START PROVIDED DATA
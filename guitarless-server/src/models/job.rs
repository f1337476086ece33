//! Job state machine
//!
//! A job progresses `PENDING → FETCHING → SEPARATING → MIXING → PUBLISHING → DONE`.
//! `FAILED` is absorbing and reachable from any non-terminal state. Status
//! never moves backwards.

use chrono::{DateTime, Utc};
use serde::{Deserialize, Serialize};
use std::path::PathBuf;
use tracing::warn;
use uuid::Uuid;

use super::StemSet;

/// Where the source audio comes from
#[derive(Debug, Clone, PartialEq, Eq)]
pub enum JobInput {
    /// Remote media URL, fetched by the download engine
    Url(String),
    /// File already stored by the upload endpoint
    Upload {
        /// Stored location (owned by the job from now on)
        path: PathBuf,
        /// Name the client sent
        file_name: String,
    },
}

/// Job workflow state
#[derive(Debug, Clone, Copy, PartialEq, Eq, Serialize, Deserialize)]
#[serde(rename_all = "UPPERCASE")]
pub enum JobStatus {
    /// Created, nothing started
    Pending,
    /// Metadata query, download, or upload probe
    Fetching,
    /// Separation engine running
    Separating,
    /// Stems being remixed
    Mixing,
    /// Artifacts being moved into place, intermediates deleted
    Publishing,
    /// Finished successfully
    Done,
    /// Failed at some stage
    Failed,
}

impl JobStatus {
    /// Position along the success path; `None` for `Failed`
    fn rank(self) -> Option<u8> {
        match self {
            JobStatus::Pending => Some(0),
            JobStatus::Fetching => Some(1),
            JobStatus::Separating => Some(2),
            JobStatus::Mixing => Some(3),
            JobStatus::Publishing => Some(4),
            JobStatus::Done => Some(5),
            JobStatus::Failed => None,
        }
    }

    pub fn is_terminal(self) -> bool {
        matches!(self, JobStatus::Done | JobStatus::Failed)
    }

    /// Whether moving from `self` to `next` keeps the status monotonic
    pub fn can_transition_to(self, next: JobStatus) -> bool {
        if self.is_terminal() {
            return false;
        }
        match (self.rank(), next.rank()) {
            (_, None) => true,
            (Some(current), Some(next)) => next > current,
            (None, Some(_)) => false,
        }
    }
}

/// Recorded status change
#[derive(Debug, Clone, Serialize, Deserialize)]
pub struct StatusTransition {
    pub job_id: Uuid,
    pub old_status: JobStatus,
    pub new_status: JobStatus,
    pub transitioned_at: DateTime<Utc>,
}

/// The two published files
#[derive(Debug, Clone, PartialEq, Eq)]
pub struct Artifacts {
    /// Instrument of interest alone
    pub isolated: PathBuf,
    /// Everything else, recombined
    pub remainder: PathBuf,
}

/// One run of the pipeline (in-memory only)
#[derive(Debug, Clone)]
pub struct Job {
    /// Issued at creation, used to correlate log lines
    pub id: Uuid,

    pub input: JobInput,

    pub status: JobStatus,

    /// Derived job name (source title or uploaded file name)
    pub name: Option<String>,

    /// Local source audio once fetched; deleted on completion or failure
    pub working_file: Option<PathBuf>,

    /// Separation output; deleted once mixed
    pub stage_outputs: Option<StemSet>,

    /// Final outputs; set only once both are in place
    pub artifacts: Option<Artifacts>,

    pub history: Vec<StatusTransition>,

    pub created_at: DateTime<Utc>,

    /// Set when the job reaches `Done` or `Failed`
    pub ended_at: Option<DateTime<Utc>>,
}

impl Job {
    pub fn new(input: JobInput) -> Self {
        Self {
            id: Uuid::new_v4(),
            input,
            status: JobStatus::Pending,
            name: None,
            working_file: None,
            stage_outputs: None,
            artifacts: None,
            history: Vec::new(),
            created_at: Utc::now(),
            ended_at: None,
        }
    }

    /// Transition to a new status
    ///
    /// Refuses (and logs) transitions that would break monotonicity or leave
    /// a terminal state; returns the recorded transition otherwise.
    pub fn transition_to(&mut self, new_status: JobStatus) -> Option<StatusTransition> {
        if !self.status.can_transition_to(new_status) {
            warn!(
                job_id = %self.id,
                from = ?self.status,
                to = ?new_status,
                "Refusing illegal job status transition"
            );
            return None;
        }

        let transition = StatusTransition {
            job_id: self.id,
            old_status: self.status,
            new_status,
            transitioned_at: Utc::now(),
        };
        self.status = new_status;

        if new_status.is_terminal() {
            self.ended_at = Some(transition.transitioned_at);
        }

        self.history.push(transition.clone());
        Some(transition)
    }

    pub fn is_terminal(&self) -> bool {
        self.status.is_terminal()
    }
}

#[cfg(test)]
mod tests {
    use super::*;

    fn url_job() -> Job {
        Job::new(JobInput::Url("https://example.org/watch?v=1".to_string()))
    }

    #[test]
    fn test_new_job_is_pending() {
        let job = url_job();
        assert_eq!(job.status, JobStatus::Pending);
        assert!(job.working_file.is_none());
        assert!(job.artifacts.is_none());
        assert!(!job.is_terminal());
    }

    #[test]
    fn test_success_path() {
        let mut job = url_job();
        for status in [
            JobStatus::Fetching,
            JobStatus::Separating,
            JobStatus::Mixing,
            JobStatus::Publishing,
            JobStatus::Done,
        ] {
            assert!(job.transition_to(status).is_some(), "{:?} should be allowed", status);
        }
        assert!(job.is_terminal());
        assert!(job.ended_at.is_some());
        assert_eq!(job.history.len(), 5);
    }

    #[test]
    fn test_status_never_moves_backwards() {
        let mut job = url_job();
        job.transition_to(JobStatus::Separating).unwrap();

        assert!(job.transition_to(JobStatus::Fetching).is_none());
        assert!(job.transition_to(JobStatus::Separating).is_none());
        assert_eq!(job.status, JobStatus::Separating);
    }

    #[test]
    fn test_failed_reachable_from_every_non_terminal_state() {
        for status in [
            JobStatus::Pending,
            JobStatus::Fetching,
            JobStatus::Separating,
            JobStatus::Mixing,
            JobStatus::Publishing,
        ] {
            assert!(status.can_transition_to(JobStatus::Failed));
        }
    }

    #[test]
    fn test_terminal_states_are_absorbing() {
        let mut job = url_job();
        job.transition_to(JobStatus::Failed).unwrap();

        assert!(job.transition_to(JobStatus::Done).is_none());
        assert!(job.transition_to(JobStatus::Failed).is_none());
        assert!(!JobStatus::Done.can_transition_to(JobStatus::Failed));
        assert_eq!(job.status, JobStatus::Failed);
    }

    #[test]
    fn test_status_serializes_uppercase() {
        let json = serde_json::to_string(&JobStatus::Separating).unwrap();
        assert_eq!(json, "\"SEPARATING\"");
    }
}
//! Audio codec boundary
//!
//! Decodes any container symphonia understands into normalized interleaved
//! f32 PCM (44.1 kHz stereo), and encodes PCM to 16-bit FLAC for delivery.
//! Resampling uses rubato sinc interpolation.

use anyhow::{anyhow, Context, Result};
use flacenc::component::BitRepr;
use flacenc::error::Verify;
use rubato::{Resampler, SincFixedIn, SincInterpolationParameters, SincInterpolationType, WindowFunction};
use std::path::Path;
use std::time::Duration;
use symphonia::core::audio::SampleBuffer;
use symphonia::core::codecs::{DecoderOptions, CODEC_TYPE_NULL};
use symphonia::core::formats::{FormatOptions, FormatReader};
use symphonia::core::io::MediaSourceStream;
use symphonia::core::meta::MetadataOptions;
use symphonia::core::probe::Hint;
use tracing::debug;

/// Normalized output sample rate
pub const TARGET_SAMPLE_RATE: u32 = 44_100;

/// Normalized output channel count
pub const TARGET_CHANNELS: usize = 2;

/// Bit depth of encoded output
const OUTPUT_BITS_PER_SAMPLE: usize = 16;

/// Interleaved PCM buffer
#[derive(Debug, Clone, PartialEq)]
pub struct PcmBuffer {
    /// Interleaved samples (f32, normalized -1.0 to 1.0)
    pub samples: Vec<f32>,
    /// Sample rate in Hz
    pub sample_rate: u32,
    /// Number of interleaved channels
    pub channels: usize,
}

impl PcmBuffer {
    /// Silent buffer of the given duration
    pub fn silence(duration: Duration, sample_rate: u32, channels: usize) -> Self {
        let frames = (duration.as_secs_f64() * sample_rate as f64).round() as usize;
        Self {
            samples: vec![0.0; frames * channels],
            sample_rate,
            channels,
        }
    }

    pub fn frames(&self) -> usize {
        if self.channels == 0 {
            0
        } else {
            self.samples.len() / self.channels
        }
    }

    pub fn duration(&self) -> Duration {
        if self.sample_rate == 0 {
            return Duration::ZERO;
        }
        Duration::from_secs_f64(self.frames() as f64 / self.sample_rate as f64)
    }

    pub fn is_silent(&self) -> bool {
        self.samples.iter().all(|s| *s == 0.0)
    }
}

fn open_format(path: &Path) -> Result<Box<dyn FormatReader>> {
    let file = std::fs::File::open(path)
        .with_context(|| format!("Failed to open audio file: {}", path.display()))?;
    let mss = MediaSourceStream::new(Box::new(file), Default::default());

    let mut hint = Hint::new();
    if let Some(extension) = path.extension().and_then(|e| e.to_str()) {
        hint.with_extension(extension);
    }

    let probed = symphonia::default::get_probe()
        .format(&hint, mss, &FormatOptions::default(), &MetadataOptions::default())
        .with_context(|| format!("Unsupported audio format: {}", path.display()))?;

    Ok(probed.format)
}

/// Duration reported by the container, if it declares one
pub fn probe_duration(path: &Path) -> Result<Option<Duration>> {
    let format = open_format(path)?;
    let track = format
        .tracks()
        .iter()
        .find(|t| t.codec_params.codec != CODEC_TYPE_NULL)
        .context("No audio track found in file")?;

    let duration = match (track.codec_params.n_frames, track.codec_params.sample_rate) {
        (Some(frames), Some(rate)) if rate > 0 => {
            Some(Duration::from_secs_f64(frames as f64 / rate as f64))
        }
        _ => None,
    };
    Ok(duration)
}

/// Decode a file to interleaved stereo PCM at `target_sample_rate`
///
/// Mono sources are duplicated to both channels; sources with more than
/// two channels keep their first two.
pub fn decode_normalized(path: &Path, target_sample_rate: u32) -> Result<PcmBuffer> {
    debug!(path = %path.display(), "Decoding audio file");

    let mut format = open_format(path)?;
    let track = format
        .tracks()
        .iter()
        .find(|t| t.codec_params.codec != CODEC_TYPE_NULL)
        .context("No audio track found in file")?;

    let track_id = track.id;
    let codec_params = track.codec_params.clone();
    let native_sample_rate = codec_params
        .sample_rate
        .context("Sample rate not specified in codec params")?;

    let mut decoder = symphonia::default::get_codecs()
        .make(&codec_params, &DecoderOptions::default())
        .with_context(|| format!("Failed to create decoder for: {}", path.display()))?;

    let mut stereo: Vec<f32> = Vec::new();

    loop {
        let packet = match format.next_packet() {
            Ok(packet) => packet,
            Err(symphonia::core::errors::Error::IoError(e))
                if e.kind() == std::io::ErrorKind::UnexpectedEof =>
            {
                break;
            }
            Err(e) => return Err(e).context("Failed to read packet"),
        };

        if packet.track_id() != track_id {
            continue;
        }

        let decoded = match decoder.decode(&packet) {
            Ok(decoded) => decoded,
            // Corrupt frame: skip it and keep going
            Err(symphonia::core::errors::Error::DecodeError(_)) => continue,
            Err(e) => return Err(e).context("Failed to decode packet"),
        };

        let spec = *decoded.spec();
        let channels = spec.channels.count();
        if channels == 0 {
            continue;
        }

        let mut sample_buf = SampleBuffer::<f32>::new(decoded.capacity() as u64, spec);
        sample_buf.copy_interleaved_ref(decoded);

        for frame in sample_buf.samples().chunks_exact(channels) {
            let left = frame[0];
            let right = if channels > 1 { frame[1] } else { frame[0] };
            stereo.push(left);
            stereo.push(right);
        }
    }

    debug!(
        path = %path.display(),
        frames = stereo.len() / TARGET_CHANNELS,
        native_sample_rate,
        "Audio decoding complete"
    );

    let samples = if native_sample_rate != target_sample_rate {
        resample_stereo(stereo, native_sample_rate, target_sample_rate)
            .context("Failed to resample audio")?
    } else {
        stereo
    };

    Ok(PcmBuffer {
        samples,
        sample_rate: target_sample_rate,
        channels: TARGET_CHANNELS,
    })
}

/// Resample interleaved stereo PCM
///
/// Sinc interpolation, 256 taps, BlackmanHarris2 window, single pass over
/// the whole input.
fn resample_stereo(samples: Vec<f32>, source_rate: u32, target_rate: u32) -> Result<Vec<f32>> {
    if samples.is_empty() {
        return Ok(samples);
    }

    let num_frames = samples.len() / 2;
    let mut left = Vec::with_capacity(num_frames);
    let mut right = Vec::with_capacity(num_frames);
    for frame in samples.chunks_exact(2) {
        left.push(frame[0]);
        right.push(frame[1]);
    }

    let params = SincInterpolationParameters {
        sinc_len: 256,
        f_cutoff: 0.95,
        interpolation: SincInterpolationType::Linear,
        oversampling_factor: 256,
        window: WindowFunction::BlackmanHarris2,
    };

    let ratio = target_rate as f64 / source_rate as f64;
    let mut resampler = SincFixedIn::<f32>::new(ratio, 2.0, params, num_frames, 2)
        .context("Failed to create rubato resampler")?;

    let input_channels = vec![left, right];
    let output_channels = resampler
        .process(&input_channels, None)
        .context("Rubato resampling failed")?;

    let output_frames = output_channels[0].len();
    let mut output = Vec::with_capacity(output_frames * 2);
    for i in 0..output_frames {
        output.push(output_channels[0][i]);
        output.push(output_channels[1][i]);
    }

    debug!(
        "Resampled {} frames ({} Hz) → {} frames ({} Hz)",
        num_frames, source_rate, output_frames, target_rate
    );

    Ok(output)
}

/// Encode a buffer as 16-bit FLAC and write it to `path`
pub fn encode_flac(buffer: &PcmBuffer, path: &Path) -> Result<()> {
    let scale = ((1i32 << (OUTPUT_BITS_PER_SAMPLE - 1)) - 1) as f32;
    let samples: Vec<i32> = buffer
        .samples
        .iter()
        .map(|s| (s.clamp(-1.0, 1.0) * scale).round() as i32)
        .collect();

    let config = flacenc::config::Encoder::default()
        .into_verified()
        .map_err(|(_, e)| anyhow!("Invalid FLAC encoder config: {:?}", e))?;
    let source = flacenc::source::MemSource::from_samples(
        &samples,
        buffer.channels,
        OUTPUT_BITS_PER_SAMPLE,
        buffer.sample_rate as usize,
    );
    let stream = flacenc::encode_with_fixed_block_size(&config, source, config.block_size)
        .map_err(|e| anyhow!("FLAC encoding failed: {:?}", e))?;

    let mut sink = flacenc::bitsink::ByteSink::new();
    stream
        .write(&mut sink)
        .map_err(|e| anyhow!("FLAC serialization failed: {:?}", e))?;

    std::fs::write(path, sink.as_slice())
        .with_context(|| format!("Failed to write {}", path.display()))?;

    debug!(
        path = %path.display(),
        frames = buffer.frames(),
        bytes = sink.as_slice().len(),
        "Encoded FLAC"
    );
    Ok(())
}
//! HTTP API handlers for guitarless-server
//!
//! JSON + multipart job submission, SSE progress, health.

pub mod health;
pub mod process;
pub mod progress;

pub use health::health_routes;
pub use process::{process_routes, ProcessRequest, ProcessResponse};
pub use progress::progress_routes;
//! # Guitarless Common Library
//!
//! Shared code for the Guitarless service crates:
//! - Progress events and the subscriber registry that broadcasts them
//! - Server-Sent Events plumbing for progress observers
//! - TOML configuration loading and root folder resolution
//! - Common error type

pub mod config;
pub mod error;
pub mod events;
pub mod sse;

pub use error::{Error, Result};
pub use events::{Broadcaster, ProgressEvent, Severity, Subscriber};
END PROVIDED DATA
TASK PROMPT >> Where the string "decoded" turns up in a line of the data above, copy that whole line.

RESULT OF THIS EXERCISE >>
        let decoded = match decoder.decode(&packet) {
            Ok(decoded) => decoded,
        let spec = *decoded.spec();
        let mut sample_buf = SampleBuffer::<f32>::new(decoded.capacity() as u64, spec);
        sample_buf.copy_interleaved_ref(decoded);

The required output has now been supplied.